In the records below, find each line holding the word "that" and copy it.

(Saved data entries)
───
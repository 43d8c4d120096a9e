//!
//! Forward recursion with per-column scaling
//!

use ndarray::Array2;

use super::error::TrainingError;
use super::hmm::Hmm;
use super::scale_column;

pub struct Forward {
    alpha: Array2<f64>,
}

impl Forward {
    pub fn new(nstates: usize, n: usize) -> Self {
        let alpha = Array2::zeros((nstates, n));
        Self { alpha }
    }

    /// Fill the matrix with scaled forward probabilities for the sequence
    /// under the given parameters. Column i is proportional to
    /// P(observations 0..=i, state at i) and sums to 1.
    pub fn compute(&mut self, hmm: &Hmm, sequence: &[usize]) -> Result<(), TrainingError> {
        let nstates = hmm.nstates();
        let prior = 1.0 / nstates as f64;

        for k in 0..nstates {
            self.alpha[[k, 0]] = prior * hmm.emit_prob(k, sequence[0]);
        }
        scale_column(&mut self.alpha, 0, "forward")?;

        for i in 1..sequence.len() {
            for k in 0..nstates {
                let mut sum_prob = 0.0;
                for l in 0..nstates {
                    sum_prob += self.alpha[[l, i - 1]] * hmm.transition_prob(l, k);
                }
                self.alpha[[k, i]] = sum_prob * hmm.emit_prob(k, sequence[i]);
            }
            scale_column(&mut self.alpha, i, "forward")?;
        }
        Ok(())
    }

    pub fn probs(&self) -> &Array2<f64> {
        &self.alpha
    }
}
//! # Catalog Lookup Results
//!
//! Users often start a new entry by searching a public catalog (Google Books)
//! instead of typing every field. The network request is the caller's business;
//! this module maps the catalog's `volumeInfo` document into a [`LookupResult`]
//! and merges it into the raw input of a create or update request.
//!
//! ## Mapping
//!
//! | `volumeInfo` | Field | Notes |
//! |--------------|-------|-------|
//! | `title` | `title` | |
//! | `authors[]` | `author` | joined with `", "` |
//! | `industryIdentifiers[]` | `isbn` | `ISBN_13` preferred, then `ISBN_10` |
//! | `pageCount` | `pageCount` | `0` means unknown |
//! | `description` | `description` | |
//! | `imageLinks.thumbnail` | `coverImageUrl` | `http:` upgraded to `https:` |
//! | `publishedDate` | `publicationDate` | kept as text (`2004`, `2004-05`, `2004-05-17`) |
//!
//! ## Merging
//!
//! [`LookupResult::merge_into`] only fills keys the caller left absent, `null` or
//! blank: whatever the user typed wins. The merged map is then validated like
//! any other input, so nothing here is trusted.

use serde::{Deserialize, Serialize};
use serde_json::Value;

use crate::validation::RawFields;

#[derive(Debug, Clone, Default, PartialEq, Eq, Serialize, Deserialize)]
#[serde(rename_all = "camelCase")]
pub struct LookupResult {
    #[serde(default, skip_serializing_if = "Option::is_none")]
    pub title: Option<String>,
    #[serde(default, skip_serializing_if = "Option::is_none")]
    pub author: Option<String>,
    #[serde(default, skip_serializing_if = "Option::is_none")]
    pub isbn: Option<String>,
    #[serde(default, skip_serializing_if = "Option::is_none")]
    pub page_count: Option<u32>,
    #[serde(default, skip_serializing_if = "Option::is_none")]
    pub description: Option<String>,
    #[serde(default, skip_serializing_if = "Option::is_none")]
    pub cover_image_url: Option<String>,
    #[serde(default, skip_serializing_if = "Option::is_none")]
    pub publication_date: Option<String>,
}

impl LookupResult {
    /// Maps one Google Books `volumeInfo` object. Missing or mistyped entries
    /// are simply left out.
    pub fn from_volume_info(info: &Value) -> Self {
        let text = |key: &str| {
            info.get(key)
                .and_then(Value::as_str)
                .map(str::trim)
                .filter(|s| !s.is_empty())
                .map(String::from)
        };

        let author = info
            .get("authors")
            .and_then(Value::as_array)
            .map(|authors| {
                authors
                    .iter()
                    .filter_map(Value::as_str)
                    .map(str::trim)
                    .filter(|a| !a.is_empty())
                    .collect::<Vec<_>>()
                    .join(", ")
            })
            .filter(|a| !a.is_empty());

        let page_count = info
            .get("pageCount")
            .and_then(Value::as_u64)
            .filter(|&n| n > 0)
            .and_then(|n| u32::try_from(n).ok());

        let cover_image_url = info
            .get("imageLinks")
            .and_then(|links| links.get("thumbnail"))
            .and_then(Value::as_str)
            .map(upgrade_to_https);

        Self {
            title: text("title"),
            author,
            isbn: isbn(info),
            page_count,
            description: text("description"),
            cover_image_url,
            publication_date: text("publishedDate"),
        }
    }

    /// Fills absent or blank keys of `raw` from this result.
    pub fn merge_into(&self, raw: &mut RawFields) {
        let text_fields = [
            ("title", &self.title),
            ("author", &self.author),
            ("isbn", &self.isbn),
            ("description", &self.description),
            ("coverImageUrl", &self.cover_image_url),
            ("publicationDate", &self.publication_date),
        ];
        for (key, value) in text_fields {
            if let Some(value) = value {
                fill(raw, key, Value::String(value.clone()));
            }
        }
        if let Some(pages) = self.page_count {
            fill(raw, "pageCount", Value::from(pages));
        }
    }
}

fn fill(raw: &mut RawFields, key: &str, value: Value) {
    let blank = match raw.get(key) {
        None | Some(Value::Null) => true,
        Some(Value::String(s)) => s.trim().is_empty(),
        Some(_) => false,
    };
    if blank {
        raw.insert(key.to_string(), value);
    }
}

fn isbn(info: &Value) -> Option<String> {
    let ids = info.get("industryIdentifiers")?.as_array()?;
    let find = |kind: &str| {
        ids.iter()
            .find(|id| id.get("type").and_then(Value::as_str) == Some(kind))
            .and_then(|id| id.get("identifier"))
            .and_then(Value::as_str)
            .map(String::from)
    };
    find("ISBN_13").or_else(|| find("ISBN_10"))
}

fn upgrade_to_https(url: &str) -> String {
    match url.strip_prefix("http:") {
        Some(rest) => format!("https:{}", rest),
        None => url.to_string(),
    }
}

#[cfg(test)]
mod tests {
    use super::*;
    use crate::validation::validate_fields;
    use serde_json::json;

    fn dune_volume() -> Value {
        json!({
            "title": "Dune",
            "authors": ["Frank Herbert"],
            "publishedDate": "1990-09-01",
            "description": "Set on the desert planet Arrakis...",
            "industryIdentifiers": [
                { "type": "ISBN_10", "identifier": "0441172717" },
                { "type": "ISBN_13", "identifier": "9780441172719" }
            ],
            "pageCount": 535,
            "imageLinks": {
                "smallThumbnail": "http://books.google.com/small",
                "thumbnail": "http://books.google.com/thumb"
            }
        })
    }

    #[test]
    fn test_maps_volume_info() {
        let result = LookupResult::from_volume_info(&dune_volume());
        assert_eq!(
            result,
            LookupResult {
                title: Some("Dune".into()),
                author: Some("Frank Herbert".into()),
                isbn: Some("9780441172719".into()),
                page_count: Some(535),
                description: Some("Set on the desert planet Arrakis...".into()),
                cover_image_url: Some("https://books.google.com/thumb".into()),
                publication_date: Some("1990-09-01".into()),
            }
        );
    }

    #[test]
    fn test_joins_multiple_authors() {
        let info = json!({ "authors": ["Terry Pratchett", "Neil Gaiman"] });
        let result = LookupResult::from_volume_info(&info);
        assert_eq!(result.author.as_deref(), Some("Terry Pratchett, Neil Gaiman"));
    }

    #[test]
    fn test_falls_back_to_isbn_10() {
        let info = json!({
            "industryIdentifiers": [
                { "type": "OTHER", "identifier": "OCLC:123" },
                { "type": "ISBN_10", "identifier": "0441172717" }
            ]
        });
        let result = LookupResult::from_volume_info(&info);
        assert_eq!(result.isbn.as_deref(), Some("0441172717"));
    }

    #[test]
    fn test_zero_page_count_is_unknown() {
        let result = LookupResult::from_volume_info(&json!({ "pageCount": 0 }));
        assert_eq!(result.page_count, None);
    }

    #[test]
    fn test_empty_volume_maps_to_nothing() {
        assert_eq!(
            LookupResult::from_volume_info(&json!({})),
            LookupResult::default()
        );
    }

    #[test]
    fn test_merge_keeps_user_input() {
        let mut raw = json!({
            "title": "Dune (annotated)",
            "author": "  ",
            "genre": "Science Fiction",
            "year": 1965,
            "isbn": null
        })
        .as_object()
        .cloned()
        .unwrap();

        LookupResult::from_volume_info(&dune_volume()).merge_into(&mut raw);

        assert_eq!(raw["title"], "Dune (annotated)");
        assert_eq!(raw["author"], "Frank Herbert");
        assert_eq!(raw["isbn"], "9780441172719");
        assert_eq!(raw["pageCount"], 535);
        assert_eq!(raw["genre"], "Science Fiction");
    }

    #[test]
    fn test_merged_input_validates() {
        let mut raw = json!({ "genre": "Science Fiction", "year": 1965 })
            .as_object()
            .cloned()
            .unwrap();
        LookupResult::from_volume_info(&dune_volume()).merge_into(&mut raw);

        let fields = validate_fields(&raw).unwrap();
        assert_eq!(fields.title, "Dune");
        assert_eq!(fields.page_count, Some(535));
        assert_eq!(
            fields.publication_date,
            crate::validation::parse_date("1990-09-01")
        );
    }
}
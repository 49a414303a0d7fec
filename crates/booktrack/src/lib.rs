//! # booktrack Architecture
//!
//! booktrack is the core of a personal book tracker: it sits between an HTTP
//! surface and a record store and owns the two pieces of non-trivial logic in
//! between. It turns loosely-typed filter/sort parameters into a well-formed
//! query, and it turns status/progress changes into consistent field updates.
//!
//! ## Layers
//!
//! ```text
//! ┌─────────────────────────────────────────────────────────────┐
//! │  API Layer (api.rs)                                         │
//! │  - Thin facade, one method per request kind                 │
//! │  - Validates, builds, delegates; returns Result types       │
//! └─────────────────────────────────────────────────────────────┘
//!                              │
//!                              ▼
//! ┌─────────────────────────────────────────────────────────────┐
//! │  Core (validation.rs, query/, transition.rs)                │
//! │  - Pure functions of their input (plus an injected clock)   │
//! │  - Produce a QuerySpec, a BookFields set or a BookDelta     │
//! └─────────────────────────────────────────────────────────────┘
//!                              │
//!                              ▼
//! ┌─────────────────────────────────────────────────────────────┐
//! │  Storage Layer (store/)                                     │
//! │  - Abstract BookRepository trait                            │
//! │  - JsonFileRepository, InMemoryRepository (testing)         │
//! └─────────────────────────────────────────────────────────────┘
//! ```
//!
//! ## Key Principle: No I/O in the Core
//!
//! Validation, query building and transitions never touch storage, the
//! network or the terminal, and never read the wall clock directly. The same
//! core can back a REST service, a desktop app or a CLI.
//!
//! ## Logging
//!
//! The crate emits [`tracing`] events and never installs a subscriber; that is
//! the embedding application's job.
//!
//! ## Module Overview
//!
//! - [`model`]: `BookRecord`, `BookFields`, `BookDelta`, `ReadingStatus`
//! - [`validation`]: raw input to typed fields
//! - [`query`]: filter/sort parameters to `QuerySpec`
//! - [`transition`]: status and progress deltas, `Clock`
//! - [`store`]: `BookRepository` and its implementations
//! - [`api`]: facade over all of the above
//! - [`lookup`]: catalog search results merged into raw input
//! - [`config`]: layered configuration
//! - [`error`]: `BookError` and `Result`

pub mod api;
pub mod config;
pub mod error;
pub mod lookup;
pub mod model;
pub mod query;
pub mod store;
pub mod transition;
pub mod validation;
//! Loosely-typed filter and sort parameters.
//!
//! [`QueryParams`] is what an HTTP layer collects from a query string. Values
//! that need typing (`status`, `yearFrom`, `yearTo`) are checked here; the sort
//! parameters stay raw because unknown values are resolved (not rejected) by the
//! builder.

use tracing::debug;

use crate::error::{BookError, FieldError, Result};
use crate::model::ReadingStatus;

#[derive(Debug, Clone, Default, PartialEq, Eq)]
pub struct QueryParams {
    pub search: Option<String>,
    pub status: Option<ReadingStatus>,
    pub genre: Option<String>,
    pub year_from: Option<i32>,
    pub year_to: Option<i32>,
    pub sort_by: Option<String>,
    pub sort_order: Option<String>,
}

impl QueryParams {
    pub fn new() -> Self {
        Self::default()
    }

    /// Reads HTTP-style key/value pairs.
    ///
    /// Empty values count as absent, a repeated key keeps its last value and
    /// unknown keys are skipped. A non-integer year bound or an unknown status
    /// is a validation failure naming the parameter.
    pub fn from_pairs<I, K, V>(pairs: I) -> Result<Self>
    where
        I: IntoIterator<Item = (K, V)>,
        K: AsRef<str>,
        V: AsRef<str>,
    {
        let mut params = QueryParams::default();
        let mut errors = Vec::new();

        for (key, value) in pairs {
            let key = key.as_ref();
            let value = value.as_ref().trim();
            let present = (!value.is_empty()).then(|| value.to_string());

            match key {
                "search" => params.search = present,
                "genre" => params.genre = present,
                "sortBy" => params.sort_by = present,
                "sortOrder" => params.sort_order = present,
                "status" => {
                    params.status = None;
                    if let Some(text) = present {
                        match text.parse::<ReadingStatus>() {
                            Ok(status) => params.status = Some(status),
                            Err(_) => errors.push(FieldError::new(
                                key,
                                format!("'{}' is not one of to-read, reading, read", text),
                            )),
                        }
                    }
                }
                "yearFrom" => params.year_from = parse_year(key, present, &mut errors),
                "yearTo" => params.year_to = parse_year(key, present, &mut errors),
                other => {
                    debug!(key = other, "Ignoring unknown query parameter");
                }
            }
        }

        if errors.is_empty() {
            Ok(params)
        } else {
            Err(BookError::from(errors))
        }
    }

    pub fn search(mut self, text: impl Into<String>) -> Self {
        self.search = Some(text.into());
        self
    }

    pub fn status(mut self, status: ReadingStatus) -> Self {
        self.status = Some(status);
        self
    }

    pub fn genre(mut self, text: impl Into<String>) -> Self {
        self.genre = Some(text.into());
        self
    }

    pub fn year_from(mut self, year: i32) -> Self {
        self.year_from = Some(year);
        self
    }

    pub fn year_to(mut self, year: i32) -> Self {
        self.year_to = Some(year);
        self
    }

    pub fn sort_by(mut self, field: impl Into<String>) -> Self {
        self.sort_by = Some(field.into());
        self
    }

    pub fn sort_order(mut self, order: impl Into<String>) -> Self {
        self.sort_order = Some(order.into());
        self
    }
}

fn parse_year(key: &str, value: Option<String>, errors: &mut Vec<FieldError>) -> Option<i32> {
    let text = value?;
    match text.parse::<i32>() {
        Ok(year) => Some(year),
        Err(_) => {
            errors.push(FieldError::new(key, format!("'{}' is not a number", text)));
            None
        }
    }
}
───
(Problem solution):
//! The crate emits [`tracing`] events and never installs a subscriber; that is
//! that need typing (`status`, `yearFrom`, `yearTo`) are checked here; the sort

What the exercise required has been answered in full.